We identify some NZ technologies not yet available off-the-shelf, and some needing cost-effectiveness improvements to accelerate NZ system adoption.  They are separated by category.

Net Zero Research:

Item 1: Net Zero Carbon Macro Economics - Continuous

This proposed project is built on being "effectively free", with utility savings exceeding the project cost.  The long term macro economic benefits of NZ systems have not been studied, and the results may significantly accelerate NZ adoption.

Item 2: Full Net Zero Conversion Modeling - Years 2+

Periodic surplus of Wind and PV generated electricity is inevitable.  PV + GHP may readily exceed NZ in the summer, but not in the winter.  The reality of fluctuating/periodic excess power and fluctuating/periodic demand complicates decisions.

MIT should take an active role in modeling and simulation of fluctuating and periodic power, multi-level storage systems, and their effect on energy systems operation and implementation decisions.  Mastering this research will differentiate the Leaders in the coming NZ world.
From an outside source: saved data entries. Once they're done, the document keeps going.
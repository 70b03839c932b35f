use reqwest::{Client, StatusCode};
use serde::{Deserialize, Serialize};
use thiserror::Error;
use url::Url;

const DEFAULT_BASE_URL: &str = "https://oauth2.googleapis.com";

#[derive(Debug, Error)]
pub enum OAuthError {
    #[error("request failed: {0}")]
    Request(#[from] reqwest::Error),
    #[error("invalid base url: {0}")]
    Url(#[from] url::ParseError),
    #[error("api returned {status}: {body}")]
    Api { status: StatusCode, body: String },
}

/// Token endpoint client. Interactive sign-in lives outside this crate; only
/// refresh-token grants are issued here.
#[derive(Clone)]
pub struct OAuthClient {
    http: Client,
    base_url: Url,
    client_id: String,
    client_secret: String,
}

impl OAuthClient {
    pub fn new(
        client_id: impl Into<String>,
        client_secret: impl Into<String>,
    ) -> Result<Self, OAuthError> {
        Self::with_base_url(DEFAULT_BASE_URL, client_id, client_secret)
    }

    pub fn with_base_url(
        base_url: &str,
        client_id: impl Into<String>,
        client_secret: impl Into<String>,
    ) -> Result<Self, OAuthError> {
        Ok(Self {
            http: Client::new(),
            base_url: Url::parse(base_url)?,
            client_id: client_id.into(),
            client_secret: client_secret.into(),
        })
    }

    pub async fn refresh_token(&self, refresh_token: &str) -> Result<OAuthToken, OAuthError> {
        let url = self.base_url.join("/token")?;
        let form = [
            ("grant_type", "refresh_token"),
            ("refresh_token", refresh_token),
            ("client_id", self.client_id.as_str()),
            ("client_secret", self.client_secret.as_str()),
        ];

        let response = self.http.post(url).form(&form).send().await?;
        if response.status().is_success() {
            Ok(response.json::<OAuthToken>().await?)
        } else {
            let status = response.status();
            let body = response.text().await.unwrap_or_default();
            Err(OAuthError::Api { status, body })
        }
    }
}

#[derive(Debug, Deserialize, Serialize)]
pub struct OAuthToken {
    pub access_token: String,
    #[serde(default)]
    pub token_type: Option<String>,
    #[serde(default)]
    pub expires_in: Option<u64>,
    #[serde(default)]
    pub refresh_token: Option<String>,
    #[serde(default)]
    pub scope: Option<String>,
}
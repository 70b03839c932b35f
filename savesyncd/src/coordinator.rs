use std::sync::{Arc, LazyLock};

use anyhow::Context;
use time::OffsetDateTime;
use tokio::sync::Mutex;
use tokio::task::JoinHandle;

use crate::category::{Category, CategoryRoots};
use crate::session::SessionProvider;
use crate::space::{directory_size, format_size};
use crate::state::{SyncStateStore, now_ms};
use crate::sync::engine::{CategoryReport, reconcile, summarize};
use crate::sync::provision::resolve_or_create_folder;

/// Serializes sync passes across every coordinator in the process.
static SYNC_LOCK: LazyLock<Mutex<()>> = LazyLock::new(|| Mutex::new(()));

#[derive(Debug, Clone, PartialEq, Eq)]
pub struct CategoryResult {
    pub category: Category,
    /// `Err` carries the message of a provisioning or listing failure.
    pub outcome: Result<CategoryReport, String>,
}

#[derive(Debug, Clone, Default, PartialEq, Eq)]
pub struct SyncReport {
    pub categories: Vec<CategoryResult>,
    pub completed_at_ms: i64,
}

impl SyncReport {
    pub fn category(&self, category: Category) -> Option<&CategoryResult> {
        self.categories.iter().find(|c| c.category == category)
    }
}

pub struct SyncCoordinator<P> {
    session: P,
    roots: CategoryRoots,
    state: SyncStateStore,
}

impl<P: SessionProvider> SyncCoordinator<P> {
    pub fn new(session: P, roots: CategoryRoots, state: SyncStateStore) -> Self {
        Self {
            session,
            roots,
            state,
        }
    }

    pub fn session(&self) -> &P {
        &self.session
    }

    /// Runs one pass over the saves and, when asked, the state categories.
    ///
    /// Returns `Ok(None)` without touching anything when no account is signed
    /// in or the session cannot be connected. Category failures are reported,
    /// not returned.
    pub async fn sync(&self, include_auxiliary: bool) -> anyhow::Result<Option<SyncReport>> {
        let _guard = SYNC_LOCK.lock().await;

        let remote = match self.session.connect().await {
            Ok(Some(remote)) => remote,
            Ok(None) => {
                tracing::debug!("not signed in, skipping sync");
                return Ok(None);
            }
            Err(err) => {
                tracing::warn!("could not connect, skipping sync: {err:#}");
                return Ok(None);
            }
        };

        let mut report = SyncReport::default();
        for &category in Category::requested(include_auxiliary) {
            let result = self.sync_category(&remote, category).await;
            report.categories.push(result);
        }

        report.completed_at_ms = now_ms();
        self.state
            .record_sync(report.completed_at_ms)
            .context("failed to record sync time")?;
        tracing::info!(categories = report.categories.len(), "sync completed");
        Ok(Some(report))
    }

    async fn sync_category(&self, remote: &P::Remote, category: Category) -> CategoryResult {
        let name = category.remote_name();
        let root = self.roots.root(category);

        let outcome = match resolve_or_create_folder(remote, name).await {
            Ok(folder_id) => reconcile(remote, &folder_id, root)
                .await
                .map_err(|err| err.to_string()),
            Err(err) => Err(format!("could not resolve remote folder: {err}")),
        };

        match &outcome {
            Ok(report) => {
                let mut counts: Vec<_> = summarize(report).into_iter().collect();
                counts.sort();
                tracing::info!(category = name, ?counts, "category synced");
            }
            Err(err) => tracing::warn!(category = name, "category sync failed: {err}"),
        }
        CategoryResult { category, outcome }
    }

    pub fn spawn_sync(
        self: Arc<Self>,
        include_auxiliary: bool,
    ) -> JoinHandle<anyhow::Result<Option<SyncReport>>>
    where
        P: 'static,
    {
        tokio::spawn(async move { self.sync(include_auxiliary).await })
    }

    pub fn last_sync_info(&self) -> String {
        let last = match self.state.load() {
            Ok(state) => state.last_sync_ms,
            Err(err) => {
                tracing::warn!("could not read sync state: {err}");
                0
            }
        };
        format_last_sync(last)
    }

    pub fn config_info(&self) -> String {
        match self.session.account_email() {
            Some(email) => format!("Connected as {email}"),
            None => "Not connected".to_string(),
        }
    }

    pub fn is_configured(&self) -> bool {
        self.session.is_configured()
    }

    pub async fn saves_space(&self) -> String {
        self.space_of(Category::Saves).await
    }

    pub async fn states_space(&self) -> String {
        self.space_of(Category::States).await
    }

    async fn space_of(&self, category: Category) -> String {
        let root = self.roots.root(category).to_path_buf();
        let bytes = tokio::task::spawn_blocking(move || directory_size(&root))
            .await
            .unwrap_or_default();
        format_size(bytes)
    }
}

fn format_last_sync(last_sync_ms: i64) -> String {
    if last_sync_ms <= 0 {
        return "Never synced".to_string();
    }
    let Ok(at) = OffsetDateTime::from_unix_timestamp_nanos(last_sync_ms as i128 * 1_000_000) else {
        return "Never synced".to_string();
    };
    format!(
        "Last sync completed: {:04}-{:02}-{:02} {:02}:{:02}:{:02} UTC",
        at.year(),
        u8::from(at.month()),
        at.day(),
        at.hour(),
        at.minute(),
        at.second()
    )
}

#[cfg(test)]
#[path = "coordinator_tests.rs"]
mod tests;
Advanced Thermal Research:

Item 3: Drill Rig Silencing - Years 1 - 2

NZ Buildings often require well drilling (GHEX), especially in urban and dense suburban areas.  The high sound levels associated with well drilling can be a barrier item for the adoption of GHP.

We recommend MIT initiate a UROP for mitigation of the drilling rig noise.  Competent Aero-Astro/ME teams could easily improve the state of the art.  This could accelerate NZ adoption in dense/urban areas.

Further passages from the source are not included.